## ASSIGNMENT
What is needed is an exact copy of all the records, written out in full.

## DATA TO EXAMINE
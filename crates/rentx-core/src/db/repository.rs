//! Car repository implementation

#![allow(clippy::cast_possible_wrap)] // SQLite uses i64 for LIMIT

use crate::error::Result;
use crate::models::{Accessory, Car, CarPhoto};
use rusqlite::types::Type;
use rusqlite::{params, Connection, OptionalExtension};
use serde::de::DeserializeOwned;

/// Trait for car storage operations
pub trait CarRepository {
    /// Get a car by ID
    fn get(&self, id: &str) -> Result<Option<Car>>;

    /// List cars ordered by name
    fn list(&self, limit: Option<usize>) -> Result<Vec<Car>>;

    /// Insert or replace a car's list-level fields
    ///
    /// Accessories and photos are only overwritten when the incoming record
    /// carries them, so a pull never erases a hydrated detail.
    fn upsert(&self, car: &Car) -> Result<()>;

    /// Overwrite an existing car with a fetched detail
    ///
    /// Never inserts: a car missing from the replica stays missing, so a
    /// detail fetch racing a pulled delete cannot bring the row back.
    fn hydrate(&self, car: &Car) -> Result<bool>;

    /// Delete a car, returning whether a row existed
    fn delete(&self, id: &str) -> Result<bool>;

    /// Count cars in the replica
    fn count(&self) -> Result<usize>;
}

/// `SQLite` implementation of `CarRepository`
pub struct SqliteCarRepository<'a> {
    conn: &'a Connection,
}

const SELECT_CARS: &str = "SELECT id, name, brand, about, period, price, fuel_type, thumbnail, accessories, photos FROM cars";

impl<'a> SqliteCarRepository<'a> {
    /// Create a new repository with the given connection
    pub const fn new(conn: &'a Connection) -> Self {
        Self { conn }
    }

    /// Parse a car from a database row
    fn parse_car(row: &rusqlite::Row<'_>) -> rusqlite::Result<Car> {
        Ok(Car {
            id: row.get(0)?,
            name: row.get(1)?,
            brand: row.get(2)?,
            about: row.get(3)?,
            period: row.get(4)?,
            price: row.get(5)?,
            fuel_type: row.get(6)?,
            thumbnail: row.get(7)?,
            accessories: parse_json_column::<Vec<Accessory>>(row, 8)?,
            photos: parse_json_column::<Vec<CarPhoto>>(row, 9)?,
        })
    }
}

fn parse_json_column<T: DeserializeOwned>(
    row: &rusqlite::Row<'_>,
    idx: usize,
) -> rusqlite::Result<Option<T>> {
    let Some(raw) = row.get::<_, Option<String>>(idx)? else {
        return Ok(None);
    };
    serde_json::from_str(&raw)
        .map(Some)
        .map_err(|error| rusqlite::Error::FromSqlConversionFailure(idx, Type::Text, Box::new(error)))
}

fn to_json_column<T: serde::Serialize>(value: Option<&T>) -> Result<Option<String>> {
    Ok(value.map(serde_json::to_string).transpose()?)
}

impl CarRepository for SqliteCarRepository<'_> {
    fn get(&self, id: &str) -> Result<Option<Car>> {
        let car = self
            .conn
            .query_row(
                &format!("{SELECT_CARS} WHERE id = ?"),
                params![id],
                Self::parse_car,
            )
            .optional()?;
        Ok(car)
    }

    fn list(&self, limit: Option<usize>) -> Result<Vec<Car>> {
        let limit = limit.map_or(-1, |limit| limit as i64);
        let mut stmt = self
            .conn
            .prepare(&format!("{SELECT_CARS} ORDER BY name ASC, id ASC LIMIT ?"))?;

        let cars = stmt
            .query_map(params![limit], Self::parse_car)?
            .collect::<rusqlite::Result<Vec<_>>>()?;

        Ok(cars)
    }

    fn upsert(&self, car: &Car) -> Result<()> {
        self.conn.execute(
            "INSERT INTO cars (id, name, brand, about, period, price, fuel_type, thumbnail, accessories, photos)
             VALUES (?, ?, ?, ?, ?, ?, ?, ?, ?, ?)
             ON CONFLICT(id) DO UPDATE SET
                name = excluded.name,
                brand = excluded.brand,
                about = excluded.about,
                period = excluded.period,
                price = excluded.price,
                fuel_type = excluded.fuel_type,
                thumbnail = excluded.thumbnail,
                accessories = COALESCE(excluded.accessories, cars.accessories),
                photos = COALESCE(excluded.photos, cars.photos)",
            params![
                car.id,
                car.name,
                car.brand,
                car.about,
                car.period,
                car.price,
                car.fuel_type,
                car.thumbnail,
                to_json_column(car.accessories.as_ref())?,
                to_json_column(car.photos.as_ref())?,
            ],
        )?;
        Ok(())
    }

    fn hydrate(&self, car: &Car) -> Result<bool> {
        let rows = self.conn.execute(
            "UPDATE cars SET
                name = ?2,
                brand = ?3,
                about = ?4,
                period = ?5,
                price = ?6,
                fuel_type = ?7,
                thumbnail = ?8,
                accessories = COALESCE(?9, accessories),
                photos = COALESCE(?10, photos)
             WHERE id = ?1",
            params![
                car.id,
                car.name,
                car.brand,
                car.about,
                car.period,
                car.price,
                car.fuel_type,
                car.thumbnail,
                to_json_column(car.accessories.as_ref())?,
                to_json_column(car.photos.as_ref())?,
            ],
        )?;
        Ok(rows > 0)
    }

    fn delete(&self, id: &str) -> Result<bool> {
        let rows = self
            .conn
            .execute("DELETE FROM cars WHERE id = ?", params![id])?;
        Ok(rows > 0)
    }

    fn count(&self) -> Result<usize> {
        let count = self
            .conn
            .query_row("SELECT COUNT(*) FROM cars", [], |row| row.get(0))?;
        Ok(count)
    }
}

## EXERCISE ANSWER
filename crates/rentx-core/src/db/repository.rs
//! Car repository implementation

#![allow(clippy::cast_possible_wrap)] // SQLite uses i64 for LIMIT

use crate::error::Result;
use crate::models::{Accessory, Car, CarPhoto};
use rusqlite::types::Type;
use rusqlite::{params, Connection, OptionalExtension};
use serde::de::DeserializeOwned;

/// Trait for car storage operations
pub trait CarRepository {
    /// Get a car by ID
    fn get(&self, id: &str) -> Result<Option<Car>>;

    /// List cars ordered by name
    fn list(&self, limit: Option<usize>) -> Result<Vec<Car>>;

    /// Insert or replace a car's list-level fields
    ///
    /// Accessories and photos are only overwritten when the incoming record
    /// carries them, so a pull never erases a hydrated detail.
    fn upsert(&self, car: &Car) -> Result<()>;

    /// Overwrite an existing car with a fetched detail
    ///
    /// Never inserts: a car missing from the replica stays missing, so a
    /// detail fetch racing a pulled delete cannot bring the row back.
    fn hydrate(&self, car: &Car) -> Result<bool>;

    /// Delete a car, returning whether a row existed
    fn delete(&self, id: &str) -> Result<bool>;

    /// Count cars in the replica
    fn count(&self) -> Result<usize>;
}

/// `SQLite` implementation of `CarRepository`
pub struct SqliteCarRepository<'a> {
    conn: &'a Connection,
}

const SELECT_CARS: &str = "SELECT id, name, brand, about, period, price, fuel_type, thumbnail, accessories, photos FROM cars";

impl<'a> SqliteCarRepository<'a> {
    /// Create a new repository with the given connection
    pub const fn new(conn: &'a Connection) -> Self {
        Self { conn }
    }

    /// Parse a car from a database row
    fn parse_car(row: &rusqlite::Row<'_>) -> rusqlite::Result<Car> {
        Ok(Car {
            id: row.get(0)?,
            name: row.get(1)?,
            brand: row.get(2)?,
            about: row.get(3)?,
            period: row.get(4)?,
            price: row.get(5)?,
            fuel_type: row.get(6)?,
            thumbnail: row.get(7)?,
            accessories: parse_json_column::<Vec<Accessory>>(row, 8)?,
            photos: parse_json_column::<Vec<CarPhoto>>(row, 9)?,
        })
    }
}

fn parse_json_column<T: DeserializeOwned>(
    row: &rusqlite::Row<'_>,
    idx: usize,
) -> rusqlite::Result<Option<T>> {
    let Some(raw) = row.get::<_, Option<String>>(idx)? else {
        return Ok(None);
    };
    serde_json::from_str(&raw)
        .map(Some)
        .map_err(|error| rusqlite::Error::FromSqlConversionFailure(idx, Type::Text, Box::new(error)))
}

fn to_json_column<T: serde::Serialize>(value: Option<&T>) -> Result<Option<String>> {
    Ok(value.map(serde_json::to_string).transpose()?)
}

impl CarRepository for SqliteCarRepository<'_> {
    fn get(&self, id: &str) -> Result<Option<Car>> {
        let car = self
            .conn
            .query_row(
                &format!("{SELECT_CARS} WHERE id = ?"),
                params![id],
                Self::parse_car,
            )
            .optional()?;
        Ok(car)
    }

    fn list(&self, limit: Option<usize>) -> Result<Vec<Car>> {
        let limit = limit.map_or(-1, |limit| limit as i64);
        let mut stmt = self
            .conn
            .prepare(&format!("{SELECT_CARS} ORDER BY name ASC, id ASC LIMIT ?"))?;

        let cars = stmt
            .query_map(params![limit], Self::parse_car)?
            .collect::<rusqlite::Result<Vec<_>>>()?;

        Ok(cars)
    }

    fn upsert(&self, car: &Car) -> Result<()> {
        self.conn.execute(
            "INSERT INTO cars (id, name, brand, about, period, price, fuel_type, thumbnail, accessories, photos)
             VALUES (?, ?, ?, ?, ?, ?, ?, ?, ?, ?)
             ON CONFLICT(id) DO UPDATE SET
                name = excluded.name,
                brand = excluded.brand,
                about = excluded.about,
                period = excluded.period,
                price = excluded.price,
                fuel_type = excluded.fuel_type,
                thumbnail = excluded.thumbnail,
                accessories = COALESCE(excluded.accessories, cars.accessories),
                photos = COALESCE(excluded.photos, cars.photos)",
            params![
                car.id,
                car.name,
                car.brand,
                car.about,
                car.period,
                car.price,
                car.fuel_type,
                car.thumbnail,
                to_json_column(car.accessories.as_ref())?,
                to_json_column(car.photos.as_ref())?,
            ],
        )?;
        Ok(())
    }

    fn hydrate(&self, car: &Car) -> Result<bool> {
        let rows = self.conn.execute(
            "UPDATE cars SET
                name = ?2,
                brand = ?3,
                about = ?4,
                period = ?5,
                price = ?6,
                fuel_type = ?7,
                thumbnail = ?8,
                accessories = COALESCE(?9, accessories),
                photos = COALESCE(?10, photos)
             WHERE id = ?1",
            params![
                car.id,
                car.name,
                car.brand,
                car.about,
                car.period,
                car.price,
                car.fuel_type,
                car.thumbnail,
                to_json_column(car.accessories.as_ref())?,
                to_json_column(car.photos.as_ref())?,
            ],
        )?;
        Ok(rows > 0)
    }

    fn delete(&self, id: &str) -> Result<bool> {
        let rows = self
            .conn
            .execute("DELETE FROM cars WHERE id = ?", params![id])?;
        Ok(rows > 0)
    }

    fn count(&self) -> Result<usize> {
        let count = self
            .conn
            .query_row("SELECT COUNT(*) FROM cars", [], |row| row.get(0))?;
        Ok(count)
    }
}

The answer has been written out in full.